Researchers are speculating that changes in teen habits are contributing to
this continuing improvement in behaviour.  Fewer teenagers are meeting up
with friends or hanging around in the ‘real world’ and are socialising online

Meanwhile in the UK in 2012 there was an 8% overall reduction in crime – and
observers and analysts are debating why.  One argument is that there are
fewer ‘crimes of opportunity’ for young offenders (e.g. cars are harder to
break into).
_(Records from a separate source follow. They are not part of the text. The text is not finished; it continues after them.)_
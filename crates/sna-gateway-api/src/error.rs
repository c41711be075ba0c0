use axum::{
    http::StatusCode,
    response::{IntoResponse, Response},
    Json,
};
use sna_gateway_core::{GatewayError, Status};
use thiserror::Error;

#[derive(Error, Debug)]
pub enum ApiError {
    #[error("{0}")]
    Gateway(#[from] GatewayError),

    #[error("{0}")]
    BadRequest(String),

    #[error("{0}")]
    Internal(String),
}

impl IntoResponse for ApiError {
    fn into_response(self) -> Response {
        let code = match &self {
            ApiError::Gateway(GatewayError::InvalidRequest(_) | GatewayError::Decode(_)) => {
                StatusCode::BAD_REQUEST
            }
            ApiError::Gateway(_) => StatusCode::INTERNAL_SERVER_ERROR,
            ApiError::BadRequest(_) => StatusCode::BAD_REQUEST,
            ApiError::Internal(_) => StatusCode::INTERNAL_SERVER_ERROR,
        };

        (code, Json(Status::error(self.to_string()))).into_response()
    }
}

pub type ApiResult<T> = Result<T, ApiError>;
There has certainly been a reduction in the amount of alcohol
consumed in the 16-25 year old age group.  Reports of vandalism began to
decline in 2007 – just as smartphones were taking off.  A youth worker, quoted in the Guardian, states there are “so many [other] things for kids to do” these days.
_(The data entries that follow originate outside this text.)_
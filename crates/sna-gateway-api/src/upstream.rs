use async_trait::async_trait;
use reqwest::{Client, Response, StatusCode};
use serde::de::DeserializeOwned;
use serde_json::json;
use sna_gateway_core::{
    ArtifactGraph, GatewayError, ProjectKey, ProjectMetrics, RankTable, ResourceKind, Result,
    Status, StatusKind, UpstreamConfig,
};
use tracing::debug;

pub const STANDALONE_MSG: &str = "Project cannot be analysed as it has not been parsed and system is running in standalone mode.";
pub const INVALID_GRAPH_MSG: &str = "Cannot parse invalid project's dependency graph.";

/// Calls the gateway makes to its two collaborators.
///
/// Every non-200 answer is reported as [`GatewayError::UpstreamRejected`];
/// unreachable collaborators and undecodable bodies as
/// [`GatewayError::Transport`] / [`GatewayError::Decode`].
#[async_trait]
pub trait AnalysisBackend: Send + Sync {
    /// `GET {SNA}/projects/{owner}/{repo}`: previously completed analysis, if stored.
    async fn fetch_stored_project(&self, key: &ProjectKey) -> Result<ProjectMetrics>;

    /// `GET {SNA}/projects/{owner}/{repo}/valid`.
    async fn validate_project(&self, key: &ProjectKey) -> Result<()>;

    /// `POST {SNA}/analyse`; resolves once the analysis has finished.
    async fn trigger_analysis(&self, key: &ProjectKey) -> Result<ProjectMetrics>;

    /// `GET {DNA}/artifacts/{owner}/{repo}`.
    async fn fetch_artifacts(&self, key: &ProjectKey) -> Result<ArtifactGraph>;

    /// `GET {DNA}/artifacts/pageranks`.
    async fn fetch_page_ranks(&self) -> Result<RankTable>;
}

/// Status a rejected upstream answer translates into.
pub fn classify(resource: ResourceKind, code: u16) -> Status {
    match StatusCode::from_u16(code) {
        Ok(StatusCode::NOT_FOUND) => match resource {
            ResourceKind::ProjectMetrics => Status::not_found("Project not found."),
            ResourceKind::ArtifactMetrics => Status::not_found(INVALID_GRAPH_MSG),
        },
        Ok(StatusCode::INTERNAL_SERVER_ERROR) => Status::error("Upstream analysis failed."),
        Ok(StatusCode::SERVICE_UNAVAILABLE) => Status::new(StatusKind::CannotParse, STANDALONE_MSG),
        _ => Status::new(
            StatusKind::Unmapped,
            format!("Upstream answered with unexpected status {code}."),
        ),
    }
}

/// `None` means the pending status must be left untouched.
pub fn status_for_error(resource: ResourceKind, err: &GatewayError) -> Option<Status> {
    match err {
        GatewayError::UpstreamRejected(code) => Some(classify(resource, *code)),
        _ => None,
    }
}

#[derive(Clone)]
pub struct HttpBackend {
    client: Client,
    sna_url: String,
    dna_url: String,
}

impl HttpBackend {
    pub fn new(config: &UpstreamConfig) -> Result<Self> {
        let mut builder = Client::builder().user_agent(concat!(
            "sna-gateway/",
            env!("CARGO_PKG_VERSION")
        ));
        if let Some(timeout) = config.request_timeout() {
            builder = builder.timeout(timeout);
        }
        let client = builder
            .build()
            .map_err(|e| GatewayError::Configuration(format!("building HTTP client: {e}")))?;

        Ok(Self {
            client,
            sna_url: config.sna_url.trim_end_matches('/').to_string(),
            dna_url: config.dna_url.trim_end_matches('/').to_string(),
        })
    }

    async fn get_json<T: DeserializeOwned>(&self, url: String) -> Result<T> {
        debug!("GET {}", url);
        let resp = self
            .client
            .get(&url)
            .send()
            .await
            .map_err(|e| GatewayError::Transport(format!("GET {url}: {e}")))?;
        decode(resp).await
    }
}

fn accept(resp: Response) -> Result<Response> {
    let status = resp.status();
    if status == StatusCode::OK {
        Ok(resp)
    } else {
        Err(GatewayError::UpstreamRejected(status.as_u16()))
    }
}

async fn decode<T: DeserializeOwned>(resp: Response) -> Result<T> {
    let resp = accept(resp)?;
    resp.json::<T>().await.map_err(|e| {
        if e.is_decode() {
            GatewayError::Decode(e.to_string())
        } else {
            GatewayError::Transport(e.to_string())
        }
    })
}

#[async_trait]
impl AnalysisBackend for HttpBackend {
    async fn fetch_stored_project(&self, key: &ProjectKey) -> Result<ProjectMetrics> {
        self.get_json(format!("{}/projects/{}", self.sna_url, key)).await
    }

    async fn validate_project(&self, key: &ProjectKey) -> Result<()> {
        let url = format!("{}/projects/{}/valid", self.sna_url, key);
        debug!("GET {}", url);
        let resp = self
            .client
            .get(&url)
            .send()
            .await
            .map_err(|e| GatewayError::Transport(format!("GET {url}: {e}")))?;
        accept(resp).map(|_| ())
    }

    async fn trigger_analysis(&self, key: &ProjectKey) -> Result<ProjectMetrics> {
        let url = format!("{}/analyse", self.sna_url);
        debug!("POST {} for {}", url, key);
        let resp = self
            .client
            .post(&url)
            .json(&json!({"owner": key.owner(), "repo": key.repo()}))
            .send()
            .await
            .map_err(|e| GatewayError::Transport(format!("POST {url}: {e}")))?;
        decode(resp).await
    }

    async fn fetch_artifacts(&self, key: &ProjectKey) -> Result<ArtifactGraph> {
        self.get_json(format!("{}/artifacts/{}", self.dna_url, key)).await
    }

    async fn fetch_page_ranks(&self) -> Result<RankTable> {
        self.get_json(format!("{}/artifacts/pageranks", self.dna_url)).await
    }
}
Do the right thing: workplace trends in 2013

Business solutions expert Sodexo has released its 2013 report on key trends affecting the workplace.  The report combines insight from clients, academia, trade organisations, social media monitoring, literature reviews and surveys.  Physical resources and facilities, people and technology all combine to impact the effectiveness of the workplace and effective management of all three can improve performance and productivity.  The report identifies 12 key workplace trends, including:

  • Thriving in the cloud
  • The development of 21st century mentoring
  • New recruitment models
  • The importance of inclusion

A new era of recruitment – facilitated by social media

There have been radical changes in the way organisations engage with prospective employees in the last five years.  A recent study found that 92% of US companies use social media in their recruitment efforts.  70% of employers report having successfully hired a candidate through social media (up from 58% in 2010).  Social media also creates a two-way conversation between employers and potential employees, who can gain a more complete picture of their potential employer using ratings sites and other similar services.

Flexible workplaces – ‘Integration 2.0’

The needs of the 21st century workforce are more complex and dynamic.  Progressive organisations are looking to provide dynamic life/work ‘ecosystems’ that provide flexible work options and contribute to the effectiveness – and wellbeing – of the workforce.  An example is in the development of more social space in workplaces and more multipurpose spaces that can flex to meet different demands.

Do the right thing – the importance of values

The report notes that 35% of the US workforce claims to have been bullied at work – and emphasises how this can prevent people from excelling at work – hurting the bottom line of organisations as well as having damaging psychological effects on staff.

86% of millennials entering the workforce now say they would consider leaving an employer whose values fell short of their expectations.  The report states that all four generations in the workforce see corporate social responsibility as a potential motivating factor at work.

Harvard Business Review has also been discussing the importance of corporate social responsibility and its impact on profitability and sustainability.  Author Eric McNulty sees the role of business leaders as to be clear in setting and communicating their purpose and their values and being clear about how their business model can ensure financial viability.  This clarity is essential if ‘its leaders and followers are to know what is the right thing to do’.